:: TASK PROMPT ::
In the records that come next, find every line with "remainder". Return those lines.

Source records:
========================================================================

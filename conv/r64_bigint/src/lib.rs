//! Arbitrary-precision signed integers in sign-magnitude form.
//!
//! The magnitude is a little-endian-by-index vector of 32-bit limbs; the
//! sign is one of -1, 0, +1. Zero has exactly one canonical representation:
//! a single zero limb with sign 0. For every non-zero value the
//! most-significant limb is non-zero. Every operation in this crate
//! preserves that canonical form.
//!
//! Binary operations take borrowed operands and return a fresh value; the
//! only in-place mutators are [`BigInt::mul_small`] and
//! [`BigInt::add_small`], the accumulate steps of the digit-string and
//! power-table hot loops.

use std::cmp::Ordering;
use std::ops::{Add, Mul, Neg, Sub};

use r64_errors::ConversionError;

mod magnitude;

use magnitude::{
    add_magnitudes, cmp_magnitudes, div_rem_long, div_rem_small, mul_magnitudes, shl_magnitude,
    shr_magnitude, sub_magnitudes,
};
pub use magnitude::{Limb, LIMB_BITS};

// Largest power blocks whose product step stays within one 32-bit limb:
// 10^9 and 5^13.
const TEN_STEP: u32 = 9;
const TEN_BLOCK: Limb = 1_000_000_000;
const FIVE_STEP: u32 = 13;
const FIVE_BLOCK: Limb = 1_220_703_125;

const SMALL_POW10: [Limb; 9] = [
    1,
    10,
    100,
    1_000,
    10_000,
    100_000,
    1_000_000,
    10_000_000,
    100_000_000,
];

const SMALL_POW5: [Limb; 13] = [
    1,
    5,
    25,
    125,
    625,
    3_125,
    15_625,
    78_125,
    390_625,
    1_953_125,
    9_765_625,
    48_828_125,
    244_140_625,
];

#[derive(Debug, Clone, PartialEq, Eq)]
pub struct BigInt {
    limbs: Vec<Limb>,
    sign: i8,
}

impl BigInt {
    #[must_use]
    pub fn zero() -> Self {
        BigInt {
            limbs: vec![0],
            sign: 0,
        }
    }

    #[must_use]
    pub fn from_u64(value: u64) -> Self {
        let mut out = BigInt {
            limbs: vec![value as Limb, (value >> LIMB_BITS) as Limb],
            sign: (value != 0) as i8,
        };
        out.canonicalize();
        out
    }

    #[must_use]
    pub fn from_i64(value: i64) -> Self {
        let mut out = Self::from_u64(value.unsigned_abs());
        if value < 0 {
            out.sign = -1;
        }
        out
    }

    /// Accumulates an ASCII decimal digit string, most significant digit
    /// first. Fails with `ConversionFailed` on any non-digit byte.
    pub fn from_decimal_digits(bytes: &[u8]) -> Result<Self, ConversionError> {
        let mut value = BigInt::zero();
        for &b in bytes {
            if !(b'0'..=b'9').contains(&b) {
                return Err(ConversionError::ConversionFailed);
            }
            value.mul_small(10);
            value.add_small(Limb::from(b - b'0'));
        }
        Ok(value)
    }

    #[must_use]
    pub fn power_of_two(exponent: u32) -> Self {
        BigInt::from(1u8).shift_left(i64::from(exponent))
    }

    #[must_use]
    pub fn power_of_five(exponent: u32) -> Self {
        let mut value = BigInt::from(1u8);
        let mut left = exponent;
        while left >= FIVE_STEP {
            value.mul_small(FIVE_BLOCK);
            left -= FIVE_STEP;
        }
        if left != 0 {
            value.mul_small(SMALL_POW5[left as usize]);
        }
        value
    }

    #[must_use]
    pub fn power_of_ten(exponent: u32) -> Self {
        let mut value = BigInt::from(1u8);
        let mut left = exponent;
        while left >= TEN_STEP {
            value.mul_small(TEN_BLOCK);
            left -= TEN_STEP;
        }
        if left != 0 {
            value.mul_small(SMALL_POW10[left as usize]);
        }
        value
    }

    #[must_use]
    pub fn is_zero(&self) -> bool {
        self.sign == 0
    }

    /// -1, 0 or +1
    #[must_use]
    pub fn sign(&self) -> i8 {
        self.sign
    }

    /// the magnitude limbs, least significant first
    #[must_use]
    pub fn limbs(&self) -> &[Limb] {
        &self.limbs
    }

    /// 0 for zero; otherwise the index of the highest set magnitude bit,
    /// plus one
    #[must_use]
    pub fn bit_length(&self) -> u64 {
        if self.is_zero() {
            return 0;
        }
        let top = self.limbs[self.limbs.len() - 1];
        self.limbs.len() as u64 * LIMB_BITS as u64 - u64::from(top.leading_zeros())
    }

    /// Compares magnitudes, ignoring signs. A shorter limb count always
    /// means a smaller magnitude, since no value carries leading zero limbs.
    #[must_use]
    pub fn magnitude_cmp(&self, other: &BigInt) -> Ordering {
        cmp_magnitudes(&self.limbs, &other.limbs)
    }

    /// The top 64 magnitude bits, shifted so the most significant set bit
    /// lands at bit 63, and whether any lower set bits were cut off.
    #[must_use]
    pub fn hi64(&self) -> (u64, bool) {
        if self.is_zero() {
            return (0, false);
        }
        let n = self.limbs.len();
        let limb = |i: usize| if i < n { u128::from(self.limbs[i]) } else { 0 };

        // a 96-bit window over the top three limbs, normalized so the top
        // set bit moves to bit 95
        let window = (limb(n - 1) << 64) | (limb(n.wrapping_sub(2)) << 32) | limb(n.wrapping_sub(3));
        let normalized = window << self.limbs[n - 1].leading_zeros();
        let value = (normalized >> 32) as u64;

        let mut truncated = normalized as u32 != 0;
        if n > 3 {
            truncated |= self.limbs[..n - 3].iter().any(|&l| l != 0);
        }
        (value, truncated)
    }

    /// Multiplies the magnitude by a small factor in place; the sign is
    /// unchanged (zero stays zero).
    pub fn mul_small(&mut self, factor: Limb) {
        if self.is_zero() {
            return;
        }
        if factor == 0 {
            *self = BigInt::zero();
            return;
        }
        let mut carry: u64 = 0;
        for limb in &mut self.limbs {
            let t = u64::from(*limb) * u64::from(factor) + carry;
            *limb = t as Limb;
            carry = t >> LIMB_BITS;
        }
        if carry != 0 {
            self.limbs.push(carry as Limb);
        }
    }

    /// Adds a small term to the magnitude in place. The value must not be
    /// negative.
    pub fn add_small(&mut self, term: Limb) {
        debug_assert!(self.sign >= 0);
        if term == 0 {
            return;
        }
        let mut carry = u64::from(term);
        for limb in &mut self.limbs {
            if carry == 0 {
                break;
            }
            let t = u64::from(*limb) + carry;
            *limb = t as Limb;
            carry = t >> LIMB_BITS;
        }
        if carry != 0 {
            self.limbs.push(carry as Limb);
        }
        self.sign = 1;
    }

    /// Division with remainder: `self = quotient * divisor + remainder`
    /// with `0 <= |remainder| < |divisor|` and the remainder taking the
    /// dividend's sign. Fails with `DivisionByZero` on a zero divisor.
    pub fn div_rem(&self, divisor: &BigInt) -> Result<(BigInt, BigInt), ConversionError> {
        if divisor.is_zero() {
            return Err(ConversionError::DivisionByZero);
        }
        if self.is_zero() {
            return Ok((BigInt::zero(), BigInt::zero()));
        }

        let (q_mag, r_mag) = match cmp_magnitudes(&self.limbs, &divisor.limbs) {
            Ordering::Less => (vec![0], self.limbs.clone()),
            Ordering::Equal => (vec![1], vec![0]),
            Ordering::Greater => {
                if divisor.limbs.len() == 1 {
                    div_rem_small(&self.limbs, divisor.limbs[0])
                } else {
                    div_rem_long(&self.limbs, &divisor.limbs)
                }
            }
        };

        let mut quotient = BigInt {
            limbs: q_mag,
            sign: self.sign * divisor.sign,
        };
        quotient.canonicalize();
        let mut remainder = BigInt {
            limbs: r_mag,
            sign: self.sign,
        };
        remainder.canonicalize();
        Ok((quotient, remainder))
    }

    /// Shifts the magnitude left by `count` bits; a negative count shifts
    /// right instead.
    #[must_use]
    pub fn shift_left(&self, count: i64) -> BigInt {
        if count < 0 {
            return self.shr(count.unsigned_abs());
        }
        self.shl(count as u64)
    }

    /// Shifts the magnitude right by `count` bits; a negative count shifts
    /// left instead. Shifting every set bit out yields zero.
    #[must_use]
    pub fn shift_right(&self, count: i64) -> BigInt {
        if count < 0 {
            return self.shl(count.unsigned_abs());
        }
        self.shr(count as u64)
    }

    fn shl(&self, count: u64) -> BigInt {
        if self.is_zero() || count == 0 {
            return self.clone();
        }
        let mut out = BigInt {
            limbs: shl_magnitude(&self.limbs, count),
            sign: self.sign,
        };
        out.canonicalize();
        out
    }

    fn shr(&self, count: u64) -> BigInt {
        if self.is_zero() || count == 0 {
            return self.clone();
        }
        if count >= self.bit_length() {
            return BigInt::zero();
        }
        let mut out = BigInt {
            limbs: shr_magnitude(&self.limbs, count),
            sign: self.sign,
        };
        out.canonicalize();
        out
    }

    /// Restores the canonical form: no leading zero limbs, and the single
    /// zero limb with sign 0 for a zero magnitude.
    fn canonicalize(&mut self) {
        while self.limbs.len() > 1 && self.limbs.last() == Some(&0) {
            self.limbs.pop();
        }
        if self.limbs == [0] {
            self.sign = 0;
        } else if self.sign == 0 {
            self.sign = 1;
        }
    }
}

macro_rules! from_fixed_width {
    (@natural $($t: ty),*) => {$(
        impl From<$t> for BigInt {
            fn from(value: $t) -> Self {
                BigInt::from_u64(u64::from(value))
            }
        }
    )*};
    (@integer $($t: ty),*) => {$(
        impl From<$t> for BigInt {
            fn from(value: $t) -> Self {
                BigInt::from_i64(i64::from(value))
            }
        }
    )*};
}

from_fixed_width!(@natural u8, u16, u32);
from_fixed_width!(@integer i8, i16, i32);

impl From<u64> for BigInt {
    fn from(value: u64) -> Self {
        BigInt::from_u64(value)
    }
}

impl From<i64> for BigInt {
    fn from(value: i64) -> Self {
        BigInt::from_i64(value)
    }
}

impl Neg for BigInt {
    type Output = BigInt;

    fn neg(mut self) -> BigInt {
        self.sign = -self.sign;
        self
    }
}

impl Add for &BigInt {
    type Output = BigInt;

    fn add(self, rhs: &BigInt) -> BigInt {
        if self.is_zero() {
            return rhs.clone();
        }
        if rhs.is_zero() {
            return self.clone();
        }

        if self.sign == rhs.sign {
            return BigInt {
                limbs: add_magnitudes(&self.limbs, &rhs.limbs),
                sign: self.sign,
            };
        }

        // opposite signs: the larger magnitude wins
        match cmp_magnitudes(&self.limbs, &rhs.limbs) {
            Ordering::Equal => BigInt::zero(),
            Ordering::Greater => {
                let mut out = BigInt {
                    limbs: sub_magnitudes(&self.limbs, &rhs.limbs),
                    sign: self.sign,
                };
                out.canonicalize();
                out
            }
            Ordering::Less => {
                let mut out = BigInt {
                    limbs: sub_magnitudes(&rhs.limbs, &self.limbs),
                    sign: rhs.sign,
                };
                out.canonicalize();
                out
            }
        }
    }
}

impl Sub for &BigInt {
    type Output = BigInt;

    fn sub(self, rhs: &BigInt) -> BigInt {
        // negate-and-add
        let negated = BigInt {
            limbs: rhs.limbs.clone(),
            sign: -rhs.sign,
        };
        self + &negated
    }
}

impl Mul for &BigInt {
    type Output = BigInt;

    fn mul(self, rhs: &BigInt) -> BigInt {
        if self.is_zero() || rhs.is_zero() {
            return BigInt::zero();
        }
        let mut out = BigInt {
            limbs: mul_magnitudes(&self.limbs, &rhs.limbs),
            sign: self.sign * rhs.sign,
        };
        out.canonicalize();
        out
    }
}

impl PartialOrd for BigInt {
    fn partial_cmp(&self, other: &Self) -> Option<Ordering> {
        Some(self.cmp(other))
    }
}

impl Ord for BigInt {
    fn cmp(&self, other: &Self) -> Ordering {
        match self.sign.cmp(&other.sign) {
            Ordering::Equal => {
                let by_magnitude = cmp_magnitudes(&self.limbs, &other.limbs);
                if self.sign < 0 {
                    by_magnitude.reverse()
                } else {
                    by_magnitude
                }
            }
            unequal => unequal,
        }
    }
}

========================================================================

:: ANSWER TO THE EXERCISE ::
    /// Division with remainder: `self = quotient * divisor + remainder`
    /// with `0 <= |remainder| < |divisor|` and the remainder taking the
        let mut remainder = BigInt {
        remainder.canonicalize();
        Ok((quotient, remainder))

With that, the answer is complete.